● **Goal of the exercise**: Print the data in full, exactly as it reads.

Record extracts Block Start

//! Transcript normalization
//!
//! The calling SDK delivers the full transcript-so-far on every `update`
//! event, either as a preformatted string or as a list of utterance
//! records. Both shapes are flattened into display text here.

use serde::{Deserialize, Serialize};
use serde_json::Value;

/// Label prefixed to agent utterances
pub const AGENT_LABEL: &str = "Agent";

/// Label prefixed to every non-agent utterance
pub const USER_LABEL: &str = "You";

/// Who spoke an utterance
#[derive(Debug, Clone, Copy, PartialEq, Eq, Serialize, Deserialize)]
#[serde(rename_all = "snake_case")]
pub enum Speaker {
    Agent,
    User,
}

impl Speaker {
    /// Any role other than `agent` is the human on the call
    pub fn from_role(role: &str) -> Self {
        if role == "agent" {
            Speaker::Agent
        } else {
            Speaker::User
        }
    }

    pub fn label(&self) -> &'static str {
        match self {
            Speaker::Agent => AGENT_LABEL,
            Speaker::User => USER_LABEL,
        }
    }
}

/// One speech turn
#[derive(Debug, Clone, PartialEq, Eq, Serialize, Deserialize)]
pub struct Utterance {
    pub speaker: Speaker,
    pub text: String,
}

impl Utterance {
    pub fn render(&self) -> String {
        format!("{}: {}", self.speaker.label(), self.text)
    }
}

/// Utterance record as sent by the SDK
#[derive(Debug, Clone, Deserialize)]
pub struct UtteranceRecord {
    #[serde(default)]
    pub role: Option<String>,
    #[serde(default)]
    pub content: Option<String>,
}

impl From<&UtteranceRecord> for Utterance {
    fn from(record: &UtteranceRecord) -> Self {
        Self {
            speaker: Speaker::from_role(record.role.as_deref().unwrap_or_default()),
            text: record.content.clone().unwrap_or_default(),
        }
    }
}

/// Accepted shapes of the `transcript` field
#[derive(Debug, Clone, Deserialize)]
#[serde(untagged)]
pub enum TranscriptField {
    Text(String),
    Utterances(Vec<UtteranceRecord>),
}

impl TranscriptField {
    pub fn render(&self) -> String {
        match self {
            TranscriptField::Text(text) => text.clone(),
            TranscriptField::Utterances(records) => {
                let utterances: Vec<Utterance> = records.iter().map(Utterance::from).collect();
                render_utterances(&utterances)
            }
        }
    }
}

/// Join utterances one per line, in order
pub fn render_utterances(utterances: &[Utterance]) -> String {
    utterances
        .iter()
        .map(Utterance::render)
        .collect::<Vec<_>>()
        .join("\n")
}

/// Extract display text from an `update` payload.
///
/// Returns `None` when the payload has no recognizable `transcript` field,
/// in which case the caller must keep its previous transcript.
pub fn normalize_update(update: &Value) -> Option<String> {
    let field = update.get("transcript")?;
    TranscriptField::deserialize(field)
        .ok()
        .map(|parsed| parsed.render())
}

#[cfg(test)]
mod tests {
    use super::*;
    use serde_json::json;

    #[test]
    fn test_role_mapping() {
        assert_eq!(Speaker::from_role("agent"), Speaker::Agent);
        assert_eq!(Speaker::from_role("user"), Speaker::User);
        assert_eq!(Speaker::from_role("Agent"), Speaker::User);
        assert_eq!(Speaker::from_role(""), Speaker::User);
    }

    #[test]
    fn test_missing_content_renders_empty() {
        let update = json!({"transcript": [{"role": "agent"}]});
        assert_eq!(normalize_update(&update).as_deref(), Some("Agent: "));
    }

    #[test]
    fn test_null_transcript_is_unrecognized() {
        assert_eq!(normalize_update(&json!({"transcript": null})), None);
        assert_eq!(normalize_update(&json!({"transcript": 42})), None);
    }
}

Record extracts Block End

● **Expected answer**:
//! Transcript normalization
//!
//! The calling SDK delivers the full transcript-so-far on every `update`
//! event, either as a preformatted string or as a list of utterance
//! records. Both shapes are flattened into display text here.

use serde::{Deserialize, Serialize};
use serde_json::Value;

/// Label prefixed to agent utterances
pub const AGENT_LABEL: &str = "Agent";

/// Label prefixed to every non-agent utterance
pub const USER_LABEL: &str = "You";

/// Who spoke an utterance
#[derive(Debug, Clone, Copy, PartialEq, Eq, Serialize, Deserialize)]
#[serde(rename_all = "snake_case")]
pub enum Speaker {
    Agent,
    User,
}

impl Speaker {
    /// Any role other than `agent` is the human on the call
    pub fn from_role(role: &str) -> Self {
        if role == "agent" {
            Speaker::Agent
        } else {
            Speaker::User
        }
    }

    pub fn label(&self) -> &'static str {
        match self {
            Speaker::Agent => AGENT_LABEL,
            Speaker::User => USER_LABEL,
        }
    }
}

/// One speech turn
#[derive(Debug, Clone, PartialEq, Eq, Serialize, Deserialize)]
pub struct Utterance {
    pub speaker: Speaker,
    pub text: String,
}

impl Utterance {
    pub fn render(&self) -> String {
        format!("{}: {}", self.speaker.label(), self.text)
    }
}

/// Utterance record as sent by the SDK
#[derive(Debug, Clone, Deserialize)]
pub struct UtteranceRecord {
    #[serde(default)]
    pub role: Option<String>,
    #[serde(default)]
    pub content: Option<String>,
}

impl From<&UtteranceRecord> for Utterance {
    fn from(record: &UtteranceRecord) -> Self {
        Self {
            speaker: Speaker::from_role(record.role.as_deref().unwrap_or_default()),
            text: record.content.clone().unwrap_or_default(),
        }
    }
}

/// Accepted shapes of the `transcript` field
#[derive(Debug, Clone, Deserialize)]
#[serde(untagged)]
pub enum TranscriptField {
    Text(String),
    Utterances(Vec<UtteranceRecord>),
}

impl TranscriptField {
    pub fn render(&self) -> String {
        match self {
            TranscriptField::Text(text) => text.clone(),
            TranscriptField::Utterances(records) => {
                let utterances: Vec<Utterance> = records.iter().map(Utterance::from).collect();
                render_utterances(&utterances)
            }
        }
    }
}

/// Join utterances one per line, in order
pub fn render_utterances(utterances: &[Utterance]) -> String {
    utterances
        .iter()
        .map(Utterance::render)
        .collect::<Vec<_>>()
        .join("\n")
}

/// Extract display text from an `update` payload.
///
/// Returns `None` when the payload has no recognizable `transcript` field,
/// in which case the caller must keep its previous transcript.
pub fn normalize_update(update: &Value) -> Option<String> {
    let field = update.get("transcript")?;
    TranscriptField::deserialize(field)
        .ok()
        .map(|parsed| parsed.render())
}

#[cfg(test)]
mod tests {
    use super::*;
    use serde_json::json;

    #[test]
    fn test_role_mapping() {
        assert_eq!(Speaker::from_role("agent"), Speaker::Agent);
        assert_eq!(Speaker::from_role("user"), Speaker::User);
        assert_eq!(Speaker::from_role("Agent"), Speaker::User);
        assert_eq!(Speaker::from_role(""), Speaker::User);
    }

    #[test]
    fn test_missing_content_renders_empty() {
        let update = json!({"transcript": [{"role": "agent"}]});
        assert_eq!(normalize_update(&update).as_deref(), Some("Agent: "));
    }

    #[test]
    fn test_null_transcript_is_unrecognized() {
        assert_eq!(normalize_update(&json!({"transcript": null})), None);
        assert_eq!(normalize_update(&json!({"transcript": 42})), None);
    }
}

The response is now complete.